A $250,000 USD ticket to space is, by far, the most expensive thing on my bucket list. Everything else is free or very inexpensive in comparison. One of the things that gives me purpose is writing a complete work of fiction before I die–The Great American Novel, in title case even.

FOG now accepting donations towards the Fish In Space Fund. (virgingalactic.com)
Now accepting donations towards the Fish In Space Fund.
(virgingalactic.com)

It wouldn’t cost much to write a novel. All I need is this computer, which is a fourth generation hand-me-down. It originally belonged to Male’s first cousin–a celebrity actress whose name I won’t mention, but y’all would recognize–who gave it to her father, because she wanted the bigger version instead. Male’s uncle gave it to him and Male gave it to me, because he hated Macs. All of this handing over took less than a year and I’ve had it for three. I will use it until it doesn’t work anymore, hopefully many years from now, because I am not a celebrity who can afford to buy new iMacs every other month.

Anyway, back to purpose. It occurred to me today that maybe the reason I haven’t been working on The Great American Novel is because, once it’s done, I won’t have purpose anymore.

Right after Male died, I worked on it frantically. The only posts published on this blog were either about grief or another snippet of the book. I published 10 chapters in the first four months after Male died and wrote a few more, including the end.

I never voiced it, not even to myself, but the main reason I wanted to finish it then was so that I could hurry up and join Male in death. I didn’t want him to get too far ahead of me.

I’m not defending that notion, but I will say that grief does funny things to a person. It makes you thought processes murky. My brain in grief comes up with all sorts of silly thoughts that my normal brain would never even contemplate.

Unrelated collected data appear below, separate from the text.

use async_trait::async_trait;
use color_eyre::{eyre::eyre, Result};
use std::sync::Mutex;
use tracing::info;

#[derive(Debug, Clone, Copy, PartialEq, Eq, Hash)]
pub struct WindowId(pub u64);

/// An open application window.
#[derive(Debug, Clone, PartialEq, Eq)]
pub struct WindowClient {
  pub id: WindowId,
  pub url: String,
  pub focused: bool,
}

/// Registry of open windows, queried but never owned by the worker.
#[async_trait]
pub trait WindowRegistry: Send + Sync {
  /// Open windows in registry order.
  async fn windows(&self) -> Result<Vec<WindowClient>>;

  async fn focus(&self, id: WindowId) -> Result<()>;

  async fn open(&self, url: &str) -> Result<WindowId>;

  /// Take control of every open window. Returns how many were claimed.
  async fn claim(&self) -> Result<usize>;
}

#[derive(Default)]
struct WindowListState {
  windows: Vec<WindowClient>,
  next_id: u64,
  claimed: usize,
}

/// In-process window registry.
#[derive(Default)]
pub struct WindowList {
  state: Mutex<WindowListState>,
}

impl WindowList {
  pub fn new() -> Self {
    Self::default()
  }

  /// Start with windows already open at the given URLs.
  #[allow(dead_code)]
  pub fn with_windows<I, U>(urls: I) -> Self
  where
    I: IntoIterator<Item = U>,
    U: Into<String>,
  {
    let list = Self::new();
    if let Ok(mut state) = list.state.lock() {
      for url in urls {
        let id = WindowId(state.next_id);
        state.next_id += 1;
        state.windows.push(WindowClient {
          id,
          url: url.into(),
          focused: false,
        });
      }
    }
    list
  }

  /// Number of windows currently claimed.
  #[allow(dead_code)]
  pub fn claimed(&self) -> usize {
    self.state.lock().map(|s| s.claimed).unwrap_or(0)
  }
}

#[async_trait]
impl WindowRegistry for WindowList {
  async fn windows(&self) -> Result<Vec<WindowClient>> {
    let state = self.state.lock().map_err(|e| eyre!("Lock poisoned: {}", e))?;
    Ok(state.windows.clone())
  }

  async fn focus(&self, id: WindowId) -> Result<()> {
    let mut state = self.state.lock().map_err(|e| eyre!("Lock poisoned: {}", e))?;
    if !state.windows.iter().any(|w| w.id == id) {
      return Err(eyre!("No window with id {}", id.0));
    }
    for window in state.windows.iter_mut() {
      window.focused = window.id == id;
    }
    info!(window = id.0, "window focused");
    Ok(())
  }

  async fn open(&self, url: &str) -> Result<WindowId> {
    let mut state = self.state.lock().map_err(|e| eyre!("Lock poisoned: {}", e))?;
    let id = WindowId(state.next_id);
    state.next_id += 1;
    for window in state.windows.iter_mut() {
      window.focused = false;
    }
    state.windows.push(WindowClient {
      id,
      url: url.to_string(),
      focused: true,
    });
    info!(window = id.0, url, "window opened");
    Ok(id)
  }

  async fn claim(&self) -> Result<usize> {
    let mut state = self.state.lock().map_err(|e| eyre!("Lock poisoned: {}", e))?;
    state.claimed = state.windows.len();
    Ok(state.claimed)
  }
}
use crate::enums::{OrderSide, OrderType, PositionSide};
use chrono::{DateTime, Utc};
use rust_decimal::Decimal;
use serde::{Deserialize, Serialize};
use std::collections::HashMap;
use uuid::Uuid;

/// One OHLCV observation for a symbol at a timeframe boundary.
#[derive(Debug, Clone, Copy, PartialEq, Serialize, Deserialize)]
pub struct Kline {
    pub open_time: DateTime<Utc>,
    pub open: Decimal,
    pub high: Decimal,
    pub low: Decimal,
    pub close: Decimal,
    pub volume: Decimal,
    pub close_time: DateTime<Utc>,
    pub interval: String,
}

/// Alias kept for code that reads more naturally against the general "bar" vocabulary
/// used by the strategy runtime and backtest core; identical shape to `Kline`.
pub type Bar = Kline;

/// An open position for one symbol. Created on first buy, mutated on subsequent
/// buys (weighted-average entry) and sells, destroyed when quantity reaches 0.
#[derive(Debug, Clone, PartialEq, Serialize, Deserialize)]
pub struct Position {
    pub position_id: Uuid,
    pub symbol: String,
    pub side: OrderSide,
    pub quantity: Decimal,
    pub entry_price: Decimal,
    pub unrealized_pnl: Decimal,
    pub last_updated: DateTime<Utc>,
}

impl Position {
    pub fn position_side(&self) -> PositionSide {
        PositionSide::from_order_side(self.side)
    }

    pub fn market_value(&self, current_price: Decimal) -> Decimal {
        self.quantity * current_price
    }

    pub fn cost_basis(&self) -> Decimal {
        self.quantity * self.entry_price
    }

    pub fn unrealized_pl_pct(&self, current_price: Decimal) -> Decimal {
        if self.entry_price.is_zero() {
            return Decimal::ZERO;
        }
        match self.side {
            OrderSide::Buy => (current_price - self.entry_price) / self.entry_price,
            OrderSide::Sell => (self.entry_price - current_price) / self.entry_price,
        }
    }
}

/// A request to place an order, before any broker has accepted or filled it.
#[derive(Debug, Clone, PartialEq, Serialize, Deserialize)]
pub struct OrderRequest {
    pub client_order_id: Uuid,
    pub symbol: String,
    pub side: OrderSide,
    pub order_type: OrderType,
    pub quantity: Decimal,
    pub price: Option<Decimal>,
    pub position_side: Option<PositionSide>,
}

/// Status of a broker order. Terminal states (`Filled`, `Cancelled`, `Rejected`)
/// never change once reached.
#[derive(Debug, Clone, Copy, PartialEq, Eq, Serialize, Deserialize)]
#[serde(rename_all = "snake_case")]
pub enum OrderStatus {
    Pending,
    Filled,
    PartiallyFilled,
    Cancelled,
    Rejected,
}

/// Time-in-force for an order. Only `Market`-style immediacy is exercised by the
/// backtest core; `LiveBroker` maps this onto the vendor's own TIF enum.
#[derive(Debug, Clone, Copy, PartialEq, Eq, Serialize, Deserialize)]
#[serde(rename_all = "snake_case")]
pub enum TimeInForce {
    Day,
    Gtc,
    Ioc,
    Fok,
}

/// A broker order, tracked through its full lifecycle: pending -> {filled |
/// partially_filled -> filled | cancelled | rejected}.
#[derive(Debug, Clone, PartialEq, Serialize, Deserialize)]
pub struct Order {
    pub id: Uuid,
    pub symbol: String,
    pub side: OrderSide,
    pub order_type: OrderType,
    pub tif: TimeInForce,
    pub quantity: Decimal,
    pub limit_price: Option<Decimal>,
    pub stop_price: Option<Decimal>,
    pub status: OrderStatus,
    pub filled_qty: Decimal,
    pub filled_avg_price: Option<Decimal>,
    pub created_at: DateTime<Utc>,
    pub filled_at: Option<DateTime<Utc>>,
}

/// A broker or portfolio account summary. `portfolio_value` is expected to equal
/// `cash + positions_value` within float tolerance.
#[derive(Debug, Clone, Copy, PartialEq, Serialize, Deserialize)]
pub struct Account {
    pub equity: Decimal,
    pub cash: Decimal,
    pub buying_power: Decimal,
    pub portfolio_value: Decimal,
    pub positions_value: Decimal,
}

/// A trading signal produced by a strategy for a single symbol/bar.
#[derive(Debug, Clone, PartialEq, Serialize, Deserialize)]
pub struct Signal {
    pub signal_id: Uuid,
    pub timestamp: DateTime<Utc>,
    pub confidence: Decimal,
    pub order_request: OrderRequest,
}

/// A fill receipt returned by a broker after an order is executed.
#[derive(Debug, Clone, PartialEq, Serialize, Deserialize)]
pub struct Execution {
    pub execution_id: Uuid,
    pub client_order_id: Uuid,
    pub symbol: String,
    pub price: Decimal,
    pub quantity: Decimal,
    pub fee: Decimal,
    pub fee_asset: String,
    pub timestamp: DateTime<Utc>,
    pub side: OrderSide,
}

/// A closed round-trip trade: one entry execution matched with one exit
/// execution. `total_trades` in a backtest summary counts these, not the raw
/// count of buy+sell executions.
#[derive(Debug, Clone, PartialEq, Serialize, Deserialize)]
pub struct Trade {
    pub trade_id: Uuid,
    pub symbol: String,
    pub entry_execution: Execution,
    pub exit_execution: Execution,
}

impl Trade {
    pub fn pnl(&self) -> Decimal {
        let sign = match self.entry_execution.side {
            OrderSide::Buy => Decimal::ONE,
            OrderSide::Sell => -Decimal::ONE,
        };
        sign * (self.exit_execution.price - self.entry_execution.price) * self.exit_execution.quantity
            - self.entry_execution.fee
            - self.exit_execution.fee
    }

    pub fn pnl_pct(&self) -> Decimal {
        let basis = self.entry_execution.price * self.exit_execution.quantity;
        if basis.is_zero() {
            return Decimal::ZERO;
        }
        self.pnl() / basis
    }
}

/// A closed round-trip trade expressed at the vocabulary level the backtest
/// summary and analytics layer read from, carrying the entry/exit reasons and
/// a classification of why the position was exited (`exit_reason`) used for
/// the exit-reason histogram.
#[derive(Debug, Clone, PartialEq, Serialize, Deserialize)]
pub struct TradeRecord {
    pub symbol: String,
    pub entry_date: DateTime<Utc>,
    pub exit_date: DateTime<Utc>,
    pub entry_price: Decimal,
    pub exit_price: Decimal,
    pub shares: Decimal,
    pub pnl: Decimal,
    pub pnl_pct: Decimal,
    pub entry_reason: String,
    pub exit_reason: ExitReason,
}

/// Why a position (or a fraction of it) was closed.
#[derive(Debug, Clone, Copy, PartialEq, Eq, Hash, Serialize, Deserialize)]
#[serde(rename_all = "snake_case")]
pub enum ExitReason {
    StopLoss,
    TakeProfit,
    PartialExit,
    TrailingStop,
    CustomExit,
    EndOfPeriod,
    SignalExit,
}

/// A declarative rule evaluated each bar/tick to decide whether to enter or
/// exit a position. Replaces a long if/elif ladder with a dispatchable
/// tagged union; unknown/custom kinds never produce a silent match.
#[derive(Debug, Clone, PartialEq, Serialize, Deserialize)]
#[serde(tag = "kind", rename_all = "snake_case")]
pub enum ConditionSpec {
    Rsi {
        period: usize,
        threshold: Decimal,
        comparison: Comparison,
    },
    Macd {
        fast_period: usize,
        slow_period: usize,
        signal_period: usize,
        crossover: CrossoverDirection,
    },
    Sma {
        fast_period: usize,
        slow_period: usize,
    },
    Sentiment {
        source: SentimentSource,
        threshold: Decimal,
    },
    News,
    Price {
        trigger: PriceTrigger,
    },
    Custom {
        label: String,
    },
}

#[derive(Debug, Clone, Copy, PartialEq, Eq, Serialize, Deserialize)]
#[serde(rename_all = "snake_case")]
pub enum Comparison {
    Below,
    Above,
}

#[derive(Debug, Clone, Copy, PartialEq, Eq, Serialize, Deserialize)]
#[serde(rename_all = "snake_case")]
pub enum CrossoverDirection {
    Bullish,
    Bearish,
}

#[derive(Debug, Clone, Copy, PartialEq, Eq, Serialize, Deserialize)]
#[serde(rename_all = "snake_case")]
pub enum PriceTrigger {
    Any,
    Breakout,
}

/// A named external sentiment provider. Consumed strictly per-name; never
/// substituted with another source.
#[derive(Debug, Clone, Copy, PartialEq, Eq, Hash, Serialize, Deserialize)]
#[serde(rename_all = "lowercase")]
pub enum SentimentSource {
    Reddit,
    Twitter,
    News,
}

/// How capital is allocated across the symbols a strategy trades.
#[derive(Debug, Clone, Copy, PartialEq, Eq, Serialize, Deserialize)]
#[serde(rename_all = "snake_case")]
pub enum AllocationMode {
    Equal,
    SignalWeighted,
    DynamicTrending,
    MarketCapWeighted,
}

/// Exit configuration for a strategy spec, including the two-phase
/// (partial-exit + trailing-stop) policy described in the data model.
#[derive(Debug, Clone, PartialEq, Serialize, Deserialize)]
pub struct ExitSpec {
    pub take_profit: Option<Decimal>,
    pub stop_loss: Option<Decimal>,
    pub take_profit_pct_shares: Decimal,
    pub stop_loss_pct_shares: Decimal,
    pub custom_exit: Option<ConditionSpec>,
}

impl ExitSpec {
    /// `has_trailing_stop := stop_loss > 0 AND take_profit_pct_shares < 1`.
    pub fn has_trailing_stop(&self) -> bool {
        self.stop_loss.map(|sl| sl > Decimal::ZERO).unwrap_or(false)
            && self.take_profit_pct_shares < Decimal::ONE
    }

    pub fn is_two_phase_exit(&self) -> bool {
        self.take_profit_pct_shares < Decimal::ONE
    }
}

/// Risk sizing configuration for a strategy spec.
#[derive(Debug, Clone, PartialEq, Serialize, Deserialize)]
pub struct RiskSpec {
    pub position_size: Decimal,
    pub max_positions: u32,
    pub allocation: AllocationMode,
}

/// A validated description of what to trade and when — the single source of
/// truth every downstream component (backtester, live engine) reads from.
/// Produced by normalizing an untrusted `serde_json::Value` (see
/// `strategies::normalize`).
#[derive(Debug, Clone, PartialEq, Serialize, Deserialize)]
pub struct StrategySpec {
    pub name: String,
    pub assets: Vec<String>,
    pub entry_conditions: Vec<ConditionSpec>,
    pub exit: ExitSpec,
    pub risk: RiskSpec,
    pub data_sources: Vec<SentimentSource>,
}

/// The status of a live deployment. `Stopped` and `Error` are terminal with
/// respect to execution; `Paused` <-> `Running` is reversible.
#[derive(Debug, Clone, Copy, PartialEq, Eq, Serialize, Deserialize)]
#[serde(rename_all = "snake_case")]
pub enum DeploymentStatus {
    Running,
    Paused,
    Stopped,
    Error,
}

#[derive(Debug, Clone, Copy, PartialEq, Eq, Serialize, Deserialize)]
#[serde(rename_all = "lowercase")]
pub enum ExecutionFrequency {
    #[serde(rename = "1m")]
    OneMinute,
    #[serde(rename = "5m")]
    FiveMinutes,
    #[serde(rename = "15m")]
    FifteenMinutes,
    #[serde(rename = "30m")]
    ThirtyMinutes,
    #[serde(rename = "1h")]
    OneHour,
}

impl ExecutionFrequency {
    pub fn as_duration(&self) -> std::time::Duration {
        use std::time::Duration;
        match self {
            ExecutionFrequency::OneMinute => Duration::from_secs(60),
            ExecutionFrequency::FiveMinutes => Duration::from_secs(5 * 60),
            ExecutionFrequency::FifteenMinutes => Duration::from_secs(15 * 60),
            ExecutionFrequency::ThirtyMinutes => Duration::from_secs(30 * 60),
            ExecutionFrequency::OneHour => Duration::from_secs(60 * 60),
        }
    }
}

/// A bot instance bound to a broker account, executing on a fixed cadence
/// until paused, stopped, or errored.
#[derive(Debug, Clone, PartialEq, Serialize, Deserialize)]
pub struct Deployment {
    pub id: Uuid,
    pub user_id: Uuid,
    pub bot_id: Uuid,
    pub status: DeploymentStatus,
    pub initial_capital: Decimal,
    pub current_capital: Decimal,
    pub execution_frequency: ExecutionFrequency,
    pub max_position_size: Option<Decimal>,
    pub daily_loss_limit: Option<Decimal>,
    pub alpaca_account_id: Option<String>,
    pub deployed_at: DateTime<Utc>,
    pub stopped_at: Option<DateTime<Utc>>,
    pub total_pnl: Decimal,
    pub total_return_pct: Decimal,
    pub last_execution_at: Option<DateTime<Utc>>,
}

/// One fill recorded against a deployment's own ledger. The ownership key
/// (`deployment_id`) for the virtual portfolio reconstruction in the live
/// trading engine.
#[derive(Debug, Clone, PartialEq, Serialize, Deserialize)]
pub struct DeploymentTrade {
    pub id: Uuid,
    pub deployment_id: Uuid,
    pub symbol: String,
    pub side: OrderSide,
    pub quantity: Decimal,
    pub price: Decimal,
    pub vendor_order_id: Option<String>,
    pub filled_at: DateTime<Utc>,
}

/// A deployment's own virtual position, keyed by `(deployment_id, symbol)`.
/// Reconstructed strictly from `DeploymentTrade` rows, never read from a
/// shared broker aggregate position.
#[derive(Debug, Clone, PartialEq, Serialize, Deserialize)]
pub struct DeploymentPosition {
    pub deployment_id: Uuid,
    pub symbol: String,
    pub quantity: Decimal,
    pub avg_entry_price: Decimal,
    pub realized_pnl: Decimal,
}

/// A point-in-time snapshot of a deployment's virtual portfolio, persisted
/// after each tick.
#[derive(Debug, Clone, PartialEq, Serialize, Deserialize)]
pub struct DeploymentMetricsSnapshot {
    pub deployment_id: Uuid,
    pub timestamp: DateTime<Utc>,
    pub virtual_cash: Decimal,
    pub virtual_portfolio_value: Decimal,
    pub unrealized_pnl: Decimal,
    pub realized_pnl: Decimal,
}

/// A row in the sentiment/news dataset cache. Lookups match rows whose
/// `[start_date, end_date]` covers the requested date; `data` maps an ISO
/// date string to a per-date entry (sentiment scalar plus any metadata the
/// provider returned).
#[derive(Debug, Clone, PartialEq, Serialize, Deserialize)]
pub struct DatasetCacheRow {
    pub ticker: String,
    pub data_source: SentimentSource,
    pub start_date: chrono::NaiveDate,
    pub end_date: chrono::NaiveDate,
    pub data: HashMap<String, serde_json::Value>,
    pub metadata: serde_json::Value,
    pub session_id: Option<Uuid>,
    pub bot_id: Option<Uuid>,
}

/// Minimal user row; authentication itself is out of scope, but downstream
/// repository contracts need a row type to satisfy `user_id` foreign keys.
#[derive(Debug, Clone, PartialEq, Serialize, Deserialize)]
pub struct User {
    pub id: Uuid,
    pub email: String,
    pub created_at: DateTime<Utc>,
}

/// A saved strategy artifact: the normalized spec, the analyst's insights,
/// and a summary of the backtest that produced it. `session_id` links a bot
/// back to the workflow session that generated it.
#[derive(Debug, Clone, PartialEq, Serialize, Deserialize)]
pub struct TradingBot {
    pub id: Uuid,
    pub user_id: Uuid,
    pub session_id: Option<Uuid>,
    pub name: String,
    pub strategy_spec: StrategySpec,
    pub insights: Option<serde_json::Value>,
    pub backtest_summary: Option<serde_json::Value>,
    pub created_at: DateTime<Utc>,
    pub updated_at: DateTime<Utc>,
}
pub mod enums;
pub mod error;
pub mod structs;

// Re-export the core types to provide a clean public API.
pub use enums::{OrderSide, OrderType, PositionSide};
pub use error::{CoreError, FieldValidationError};
pub use structs::{
    Account, AllocationMode, Bar, Comparison, ConditionSpec, CrossoverDirection, DatasetCacheRow,
    Deployment, DeploymentMetricsSnapshot, DeploymentPosition, DeploymentStatus, DeploymentTrade,
    Execution, ExecutionFrequency, ExitReason, ExitSpec, Kline, Order, OrderRequest, OrderStatus,
    Position, PriceTrigger, RiskSpec, SentimentSource, Signal, StrategySpec, TimeInForce, Trade,
    TradeRecord, TradingBot, User,
};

In the month following his death, I suddenly understood how people can believe in ghosts and reincarnation. The week he died, I could swear he was in the room with me. I didn’t really believe it, not really, but it was my mind’s way of not letting go. It was a way of slowing the digestion of the fact that he was never coming back.

And then… nothing. On July 11, 2015, I published the last of what I had written on The Great American Novel, and though I have read what I’ve written a few times in the hopes that it would spur me to write more, I haven’t written a thing on it since.

I’d like to say that my fallow book is the result of not wanting to rush to join Male in an afterlife neither one of us believe in, but I don’t think that’s it. It’s not like I have a particular will to keep on living. My continued existence is more out of rote than anything, like having a cup of coffee in the morning or walking the dog. I am alive mostly because I won’t ever end my life by my own hand (unless I’m diagnosed with an painful, fatal disease), and all of the things that have tried to kill me since I was an infant have failed miserably.

Still, there is some tiny part in the back of my mind that tells me that, once I finish The Great American Novel, I can die. Even if I don’t make it into space, having written a complete work of fiction would be enough. But, that part is a very small one. So small that I didn’t even realize it was there.